Exercise requirements - For this listing, the lines between the one holding "return serde_json::from_slice(&bytes)" and the one holding "WsMessage::Close(_) => return", inclusive, must be set down exactly.

Input for this task -
───

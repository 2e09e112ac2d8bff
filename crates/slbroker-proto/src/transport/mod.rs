//! WebSocket transport decoding one JSON value per call.
//!
//! Text and binary frames are decoded as JSON; ping/pong frames are answered
//! by tungstenite and skipped here. A close frame or the end of the stream is
//! reported as [`TransportReadError::EndOfStream`].

mod error;

pub use error::TransportReadError;

use futures_util::{SinkExt, StreamExt};
use serde_json::Value;
use tokio::io::{AsyncRead, AsyncWrite};
use tokio_tungstenite::WebSocketStream;
use tokio_tungstenite::tungstenite::{self, Message as WsMessage};
use tracing::trace;

use crate::message::Message;

/// A WebSocket stream speaking the broker's JSON envelope.
pub struct Transport<S> {
    inner: WebSocketStream<S>,
}

impl<S> Transport<S>
where
    S: AsyncRead + AsyncWrite + Unpin,
{
    /// Wrap an already-upgraded WebSocket stream.
    pub fn new(inner: WebSocketStream<S>) -> Self {
        Self { inner }
    }

    /// Decode exactly one JSON value from the socket.
    ///
    /// Cancel-safe: a value is either fully returned or not consumed.
    pub async fn receive(&mut self) -> Result<Value, TransportReadError> {
        loop {
            let frame = match self.inner.next().await {
                None => return Err(TransportReadError::EndOfStream),
                Some(Err(e)) => return Err(TransportReadError::from_ws(e)),
                Some(Ok(frame)) => frame,
            };

            match frame {
                WsMessage::Text(text) => {
                    return serde_json::from_str(&text)
                        .map_err(|e| TransportReadError::Malformed(e.to_string()));
                }
                WsMessage::Binary(bytes) => {
                    return serde_json::from_slice(&bytes)
                        .map_err(|e| TransportReadError::Malformed(e.to_string()));
                }
                WsMessage::Close(_) => return Err(TransportReadError::EndOfStream),
                WsMessage::Ping(_) | WsMessage::Pong(_) | WsMessage::Frame(_) => {
                    trace!("Skipping control frame");
                }
            }
        }
    }

    /// Send a pre-serialized text frame.
    pub async fn send_text(&mut self, text: String) -> Result<(), tungstenite::Error> {
        self.inner.send(WsMessage::Text(text)).await
    }

    /// Serialize and send a message.
    pub async fn send_message(&mut self, msg: &Message) -> Result<(), tungstenite::Error> {
        self.send_text(msg.to_frame()).await
    }

    /// Start the closing handshake.
    pub async fn close(&mut self) -> Result<(), tungstenite::Error> {
        self.inner.close(None).await
    }
}

#[cfg(test)]
mod tests {
    use super::*;
    use serde_json::json;
    use tokio::io::DuplexStream;
    use tokio_tungstenite::tungstenite::protocol::Role;

    async fn pair() -> (Transport<DuplexStream>, WebSocketStream<DuplexStream>) {
        let (server_io, client_io) = tokio::io::duplex(4096);
        let server = WebSocketStream::from_raw_socket(server_io, Role::Server, None).await;
        let client = WebSocketStream::from_raw_socket(client_io, Role::Client, None).await;
        (Transport::new(server), client)
    }

    #[tokio::test]
    async fn receives_text_and_binary_json() {
        let (mut transport, mut client) = pair().await;
        client
            .send(WsMessage::Text(r#"{"auth": {"user": "alice"}}"#.to_string()))
            .await
            .unwrap();
        client
            .send(WsMessage::Binary(br#"{"close": {}}"#.to_vec()))
            .await
            .unwrap();

        assert_eq!(transport.receive().await.unwrap(), json!({"auth": {"user": "alice"}}));
        assert_eq!(transport.receive().await.unwrap(), json!({"close": {}}));
    }

    #[tokio::test]
    async fn invalid_json_is_malformed_and_stream_continues() {
        let (mut transport, mut client) = pair().await;
        client.send(WsMessage::Text("{oops".to_string())).await.unwrap();
        client.send(WsMessage::Text("{}".to_string())).await.unwrap();

        assert!(matches!(
            transport.receive().await,
            Err(TransportReadError::Malformed(_))
        ));
        assert_eq!(transport.receive().await.unwrap(), json!({}));
    }

    #[tokio::test]
    async fn ping_is_skipped() {
        let (mut transport, mut client) = pair().await;
        client.send(WsMessage::Ping(vec![1, 2])).await.unwrap();
        client.send(WsMessage::Text("[]".to_string())).await.unwrap();
        assert_eq!(transport.receive().await.unwrap(), json!([]));
    }

    #[tokio::test]
    async fn close_frame_is_end_of_stream() {
        let (mut transport, mut client) = pair().await;
        client.close(None).await.unwrap();
        assert!(transport.receive().await.unwrap_err().is_end_of_stream());
    }

    #[tokio::test]
    async fn dropped_peer_is_end_of_stream() {
        let (mut transport, client) = pair().await;
        drop(client);
        assert!(transport.receive().await.unwrap_err().is_end_of_stream());
    }

    #[tokio::test]
    async fn sends_serialized_messages() {
        let (mut transport, mut client) = pair().await;
        let msg = crate::reply::event_with("subscribed", "channel", "general");
        transport.send_message(&msg).await.unwrap();

        let frame = client.next().await.unwrap().unwrap();
        let text = frame.into_text().unwrap();
        assert_eq!(text.parse::<Message>().unwrap(), msg);
    }
}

───

Finished task -
                    return serde_json::from_slice(&bytes)
                        .map_err(|e| TransportReadError::Malformed(e.to_string()));
                }
                WsMessage::Close(_) => return Err(TransportReadError::EndOfStream),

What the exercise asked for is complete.